:: Materials provided ::

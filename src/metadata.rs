//! Artifact metadata through the external metadata tool.

use std::path::{Path, PathBuf};
use std::process::{Command, Stdio};
use std::sync::LazyLock;

use anyhow::Context as _;
use chrono::{DateTime, NaiveDateTime, Utc};
use regex::Regex;

use crate::error::RecipeError;
use crate::markup::{linkify, xml_escape};

/// Fields written back into a freshly generated artifact.
#[derive(Debug, Clone, PartialEq)]
pub struct MetadataUpdate {
    pub cover: Option<PathBuf>,
    pub series: String,
    pub series_index: u32,
    pub publisher: String,
}

impl MetadataUpdate {
    pub fn args(&self, path: &Path) -> Vec<String> {
        let mut args = vec![path.display().to_string()];
        if let Some(cover) = &self.cover {
            args.push(format!("--cover={}", cover.display()));
        }
        args.push(format!("--series={}", self.series));
        args.push(format!("--index={}", self.series_index));
        args.push(format!("--publisher={}", self.publisher));
        args
    }
}

pub trait MetadataReader {
    /// Raw textual metadata listing for the artifact.
    fn read(&self, path: &Path) -> anyhow::Result<String>;

    fn write(&self, path: &Path, update: &MetadataUpdate) -> anyhow::Result<()>;
}

#[derive(Debug, Clone)]
pub struct EbookMetaTool {
    pub bin: String,
}

impl MetadataReader for EbookMetaTool {
    fn read(&self, path: &Path) -> anyhow::Result<String> {
        let output = Command::new(&self.bin)
            .arg(path)
            .stdin(Stdio::null())
            .stderr(Stdio::inherit())
            .output()
            .with_context(|| format!("spawn metadata tool: {}", self.bin))?;
        if !output.status.success() {
            anyhow::bail!("metadata tool failed ({})", output.status);
        }
        Ok(String::from_utf8_lossy(&output.stdout).into_owned())
    }

    fn write(&self, path: &Path, update: &MetadataUpdate) -> anyhow::Result<()> {
        tracing::debug!(path = %path.display(), cover = ?update.cover, "write metadata");
        let status = Command::new(&self.bin)
            .args(update.args(path))
            .stdin(Stdio::null())
            .stdout(Stdio::null())
            .stderr(Stdio::inherit())
            .status()
            .with_context(|| format!("spawn metadata tool: {}", self.bin))?;
        if !status.success() {
            anyhow::bail!("metadata tool failed ({status})");
        }
        Ok(())
    }
}

#[derive(Debug, Clone, PartialEq)]
pub struct ArtifactMetadata {
    pub title: String,
    pub published: DateTime<Utc>,
    /// HTML fragment; empty when the artifact has no comments.
    pub description: String,
}

impl ArtifactMetadata {
    pub fn defaults(now: DateTime<Utc>) -> Self {
        Self {
            title: String::new(),
            published: now,
            description: String::new(),
        }
    }
}

static PUBLISHED_RE: LazyLock<Regex> = LazyLock::new(|| {
    Regex::new(r"Published\s+:\s(?P<pub_date>\d{4}-\d{2}-\d{2}T\d{2}:\d{2}:\d{2})")
        .expect("valid published regex")
});
static TITLE_RE: LazyLock<Regex> =
    LazyLock::new(|| Regex::new(r"Title\s+:\s(?P<title>.+)").expect("valid title regex"));
static COMMENTS_RE: LazyLock<Regex> = LazyLock::new(|| {
    Regex::new(r"(?s)Comments\s+:\s(?P<comments>.+)").expect("valid comments regex")
});

/// Reads metadata for `path`. A tool failure is logged and yields defaults.
pub fn extract(reader: &dyn MetadataReader, path: &Path, now: DateTime<Utc>) -> ArtifactMetadata {
    match reader.read(path) {
        Ok(text) => parse_metadata(&text, now),
        Err(err) => {
            let err = RecipeError::MetadataParse(err);
            tracing::warn!(path = %path.display(), error = %err, "using default metadata");
            ArtifactMetadata::defaults(now)
        }
    }
}

pub fn parse_metadata(text: &str, now: DateTime<Utc>) -> ArtifactMetadata {
    let published = PUBLISHED_RE
        .captures(text)
        .and_then(|caps| NaiveDateTime::parse_from_str(&caps["pub_date"], "%Y-%m-%dT%H:%M:%S").ok())
        .map(|naive| naive.and_utc())
        .unwrap_or(now);
    let title = TITLE_RE
        .captures(text)
        .map(|caps| caps["title"].trim().to_owned())
        .unwrap_or_default();
    let description = COMMENTS_RE
        .captures(text)
        .map(|caps| build_description(&caps["comments"]))
        .unwrap_or_default();

    ArtifactMetadata {
        title,
        published,
        description,
    }
}

/// First comment line, interior lines as a list, last line with links.
pub fn build_description(comments: &str) -> String {
    let lines: Vec<String> = comments
        .lines()
        .map(str::trim)
        .filter(|line| !line.is_empty())
        .map(xml_escape)
        .collect();

    match lines.as_slice() {
        [] => String::new(),
        [only] => linkify(only),
        [first, interior @ .., last] => {
            let mut out = first.clone();
            if !interior.is_empty() {
                out.push_str("\n<ul><li>");
                out.push_str(&interior.join("</li><li>"));
                out.push_str("</li></ul>");
            }
            out.push('\n');
            out.push_str(&linkify(last));
            out
        }
    }
}

#[cfg(test)]
mod tests {
    use chrono::TimeZone as _;

    use super::*;

    const LISTING: &str = "Title               : The Economist: 4 May 2024
Author(s)           : The Economist
Publisher           : calibre
Published           : 2024-05-04T06:30:00+00:00
Language            : English
Comments            : 3 sections, 48 articles
Leaders: The world this week
Briefing: Cities & climate
Read online at https://www.economist.com/weeklyedition.
";

    fn now() -> DateTime<Utc> {
        Utc.with_ymd_and_hms(2024, 5, 5, 0, 0, 0).unwrap()
    }

    #[test]
    fn parses_title_date_and_description() {
        let meta = parse_metadata(LISTING, now());
        assert_eq!(meta.title, "The Economist: 4 May 2024");
        assert_eq!(
            meta.published,
            Utc.with_ymd_and_hms(2024, 5, 4, 6, 30, 0).unwrap()
        );
        assert_eq!(
            meta.description,
            "3 sections, 48 articles\n<ul><li>Leaders: The world this week</li><li>Briefing: Cities &amp; climate</li></ul>\nRead online at <a href=\"https://www.economist.com/weeklyedition\" rel=\"noreferrer nofollow noopener\" target=\"_blank\">https://www.economist.com/weeklyedition</a>."
        );
    }

    #[test]
    fn missing_fields_fall_back_to_defaults() {
        let meta = parse_metadata("Author(s) : Nobody\n", now());
        assert_eq!(meta, ArtifactMetadata::defaults(now()));
    }

    #[test]
    fn two_line_comments_skip_the_list() {
        assert_eq!(build_description("first\nsecond"), "first\nsecond");
        assert_eq!(build_description("  \n"), "");
    }

    struct FailingReader;

    impl MetadataReader for FailingReader {
        fn read(&self, _path: &Path) -> anyhow::Result<String> {
            anyhow::bail!("not installed")
        }

        fn write(&self, _path: &Path, _update: &MetadataUpdate) -> anyhow::Result<()> {
            anyhow::bail!("not installed")
        }
    }

    #[test]
    fn extract_uses_defaults_when_tool_fails() {
        let meta = extract(&FailingReader, Path::new("x.epub"), now());
        assert_eq!(meta, ArtifactMetadata::defaults(now()));
    }

    #[test]
    fn update_args_put_cover_first() {
        let update = MetadataUpdate {
            cover: Some(PathBuf::from("cover.png")),
            series: "Economist".to_owned(),
            series_index: 2_024_125,
            publisher: "https://example.com/".to_owned(),
        };
        assert_eq!(
            update.args(Path::new("public/economist.mobi")),
            vec![
                "public/economist.mobi",
                "--cover=cover.png",
                "--series=Economist",
                "--index=2024125",
                "--publisher=https://example.com/",
            ]
        );
    }

    #[cfg(unix)]
    #[test]
    fn ebook_meta_tool_reads_stdout() -> anyhow::Result<()> {
        let tool = EbookMetaTool {
            bin: "echo".to_owned(),
        };
        let text = tool.read(Path::new("Title : Sample"))?;
        assert_eq!(parse_metadata(&text, now()).title, "Sample");
        Ok(())
    }
}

:::

Your goal
Reproduce the preceding records exactly and completely.

Exercise output
filename src/metadata.rs
//! Artifact metadata through the external metadata tool.

use std::path::{Path, PathBuf};
use std::process::{Command, Stdio};
use std::sync::LazyLock;

use anyhow::Context as _;
use chrono::{DateTime, NaiveDateTime, Utc};
use regex::Regex;

use crate::error::RecipeError;
use crate::markup::{linkify, xml_escape};

/// Fields written back into a freshly generated artifact.
#[derive(Debug, Clone, PartialEq)]
pub struct MetadataUpdate {
    pub cover: Option<PathBuf>,
    pub series: String,
    pub series_index: u32,
    pub publisher: String,
}

impl MetadataUpdate {
    pub fn args(&self, path: &Path) -> Vec<String> {
        let mut args = vec![path.display().to_string()];
        if let Some(cover) = &self.cover {
            args.push(format!("--cover={}", cover.display()));
        }
        args.push(format!("--series={}", self.series));
        args.push(format!("--index={}", self.series_index));
        args.push(format!("--publisher={}", self.publisher));
        args
    }
}

pub trait MetadataReader {
    /// Raw textual metadata listing for the artifact.
    fn read(&self, path: &Path) -> anyhow::Result<String>;

    fn write(&self, path: &Path, update: &MetadataUpdate) -> anyhow::Result<()>;
}

#[derive(Debug, Clone)]
pub struct EbookMetaTool {
    pub bin: String,
}

impl MetadataReader for EbookMetaTool {
    fn read(&self, path: &Path) -> anyhow::Result<String> {
        let output = Command::new(&self.bin)
            .arg(path)
            .stdin(Stdio::null())
            .stderr(Stdio::inherit())
            .output()
            .with_context(|| format!("spawn metadata tool: {}", self.bin))?;
        if !output.status.success() {
            anyhow::bail!("metadata tool failed ({})", output.status);
        }
        Ok(String::from_utf8_lossy(&output.stdout).into_owned())
    }

    fn write(&self, path: &Path, update: &MetadataUpdate) -> anyhow::Result<()> {
        tracing::debug!(path = %path.display(), cover = ?update.cover, "write metadata");
        let status = Command::new(&self.bin)
            .args(update.args(path))
            .stdin(Stdio::null())
            .stdout(Stdio::null())
            .stderr(Stdio::inherit())
            .status()
            .with_context(|| format!("spawn metadata tool: {}", self.bin))?;
        if !status.success() {
            anyhow::bail!("metadata tool failed ({status})");
        }
        Ok(())
    }
}

#[derive(Debug, Clone, PartialEq)]
pub struct ArtifactMetadata {
    pub title: String,
    pub published: DateTime<Utc>,
    /// HTML fragment; empty when the artifact has no comments.
    pub description: String,
}

impl ArtifactMetadata {
    pub fn defaults(now: DateTime<Utc>) -> Self {
        Self {
            title: String::new(),
            published: now,
            description: String::new(),
        }
    }
}

static PUBLISHED_RE: LazyLock<Regex> = LazyLock::new(|| {
    Regex::new(r"Published\s+:\s(?P<pub_date>\d{4}-\d{2}-\d{2}T\d{2}:\d{2}:\d{2})")
        .expect("valid published regex")
});
static TITLE_RE: LazyLock<Regex> =
    LazyLock::new(|| Regex::new(r"Title\s+:\s(?P<title>.+)").expect("valid title regex"));
static COMMENTS_RE: LazyLock<Regex> = LazyLock::new(|| {
    Regex::new(r"(?s)Comments\s+:\s(?P<comments>.+)").expect("valid comments regex")
});

/// Reads metadata for `path`. A tool failure is logged and yields defaults.
pub fn extract(reader: &dyn MetadataReader, path: &Path, now: DateTime<Utc>) -> ArtifactMetadata {
    match reader.read(path) {
        Ok(text) => parse_metadata(&text, now),
        Err(err) => {
            let err = RecipeError::MetadataParse(err);
            tracing::warn!(path = %path.display(), error = %err, "using default metadata");
            ArtifactMetadata::defaults(now)
        }
    }
}

pub fn parse_metadata(text: &str, now: DateTime<Utc>) -> ArtifactMetadata {
    let published = PUBLISHED_RE
        .captures(text)
        .and_then(|caps| NaiveDateTime::parse_from_str(&caps["pub_date"], "%Y-%m-%dT%H:%M:%S").ok())
        .map(|naive| naive.and_utc())
        .unwrap_or(now);
    let title = TITLE_RE
        .captures(text)
        .map(|caps| caps["title"].trim().to_owned())
        .unwrap_or_default();
    let description = COMMENTS_RE
        .captures(text)
        .map(|caps| build_description(&caps["comments"]))
        .unwrap_or_default();

    ArtifactMetadata {
        title,
        published,
        description,
    }
}

/// First comment line, interior lines as a list, last line with links.
pub fn build_description(comments: &str) -> String {
    let lines: Vec<String> = comments
        .lines()
        .map(str::trim)
        .filter(|line| !line.is_empty())
        .map(xml_escape)
        .collect();

    match lines.as_slice() {
        [] => String::new(),
        [only] => linkify(only),
        [first, interior @ .., last] => {
            let mut out = first.clone();
            if !interior.is_empty() {
                out.push_str("\n<ul><li>");
                out.push_str(&interior.join("</li><li>"));
                out.push_str("</li></ul>");
            }
            out.push('\n');
            out.push_str(&linkify(last));
            out
        }
    }
}

#[cfg(test)]
mod tests {
    use chrono::TimeZone as _;

    use super::*;

    const LISTING: &str = "Title               : The Economist: 4 May 2024
Author(s)           : The Economist
Publisher           : calibre
Published           : 2024-05-04T06:30:00+00:00
Language            : English
Comments            : 3 sections, 48 articles
Leaders: The world this week
Briefing: Cities & climate
Read online at https://www.economist.com/weeklyedition.
";

    fn now() -> DateTime<Utc> {
        Utc.with_ymd_and_hms(2024, 5, 5, 0, 0, 0).unwrap()
    }

    #[test]
    fn parses_title_date_and_description() {
        let meta = parse_metadata(LISTING, now());
        assert_eq!(meta.title, "The Economist: 4 May 2024");
        assert_eq!(
            meta.published,
            Utc.with_ymd_and_hms(2024, 5, 4, 6, 30, 0).unwrap()
        );
        assert_eq!(
            meta.description,
            "3 sections, 48 articles\n<ul><li>Leaders: The world this week</li><li>Briefing: Cities &amp; climate</li></ul>\nRead online at <a href=\"https://www.economist.com/weeklyedition\" rel=\"noreferrer nofollow noopener\" target=\"_blank\">https://www.economist.com/weeklyedition</a>."
        );
    }

    #[test]
    fn missing_fields_fall_back_to_defaults() {
        let meta = parse_metadata("Author(s) : Nobody\n", now());
        assert_eq!(meta, ArtifactMetadata::defaults(now()));
    }

    #[test]
    fn two_line_comments_skip_the_list() {
        assert_eq!(build_description("first\nsecond"), "first\nsecond");
        assert_eq!(build_description("  \n"), "");
    }

    struct FailingReader;

    impl MetadataReader for FailingReader {
        fn read(&self, _path: &Path) -> anyhow::Result<String> {
            anyhow::bail!("not installed")
        }

        fn write(&self, _path: &Path, _update: &MetadataUpdate) -> anyhow::Result<()> {
            anyhow::bail!("not installed")
        }
    }

    #[test]
    fn extract_uses_defaults_when_tool_fails() {
        let meta = extract(&FailingReader, Path::new("x.epub"), now());
        assert_eq!(meta, ArtifactMetadata::defaults(now()));
    }

    #[test]
    fn update_args_put_cover_first() {
        let update = MetadataUpdate {
            cover: Some(PathBuf::from("cover.png")),
            series: "Economist".to_owned(),
            series_index: 2_024_125,
            publisher: "https://example.com/".to_owned(),
        };
        assert_eq!(
            update.args(Path::new("public/economist.mobi")),
            vec![
                "public/economist.mobi",
                "--cover=cover.png",
                "--series=Economist",
                "--index=2024125",
                "--publisher=https://example.com/",
            ]
        );
    }

    #[cfg(unix)]
    #[test]
    fn ebook_meta_tool_reads_stdout() -> anyhow::Result<()> {
        let tool = EbookMetaTool {
            bin: "echo".to_owned(),
        };
        let text = tool.read(Path::new("Title : Sample"))?;
        assert_eq!(parse_metadata(&text, now()).title, "Sample");
        Ok(())
    }
}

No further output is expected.